== BRIEF ==
Your output should consist of the data, copied exactly.

*** TASK INPUT ***

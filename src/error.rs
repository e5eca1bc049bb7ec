use thiserror::Error;

#[derive(Error, Debug)]
pub enum Error {
    #[error("image error: {0}")]
    Image(#[from] image::ImageError),
    #[error("io error: {0}")]
    Io(#[from] std::io::Error),
    #[error("config error: {0}")]
    Config(#[from] serde_yaml::Error),
    #[error("invalid parameter: {0}")]
    InvalidParameter(String),
    #[error("invalid dimensions {width}x{height}")]
    InvalidDimensions { width: u32, height: u32 },
}

pub type Result<T> = std::result::Result<T, Error>;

*** End of TASK INPUT ***

== OUTPUT FOR THIS EXERCISE ==
filename src/error.rs
repository e5eca1bc049bb7ec
use thiserror::Error;

#[derive(Error, Debug)]
pub enum Error {
    #[error("image error: {0}")]
    Image(#[from] image::ImageError),
    #[error("io error: {0}")]
    Io(#[from] std::io::Error),
    #[error("config error: {0}")]
    Config(#[from] serde_yaml::Error),
    #[error("invalid parameter: {0}")]
    InvalidParameter(String),
    #[error("invalid dimensions {width}x{height}")]
    InvalidDimensions { width: u32, height: u32 },
}

pub type Result<T> = std::result::Result<T, Error>;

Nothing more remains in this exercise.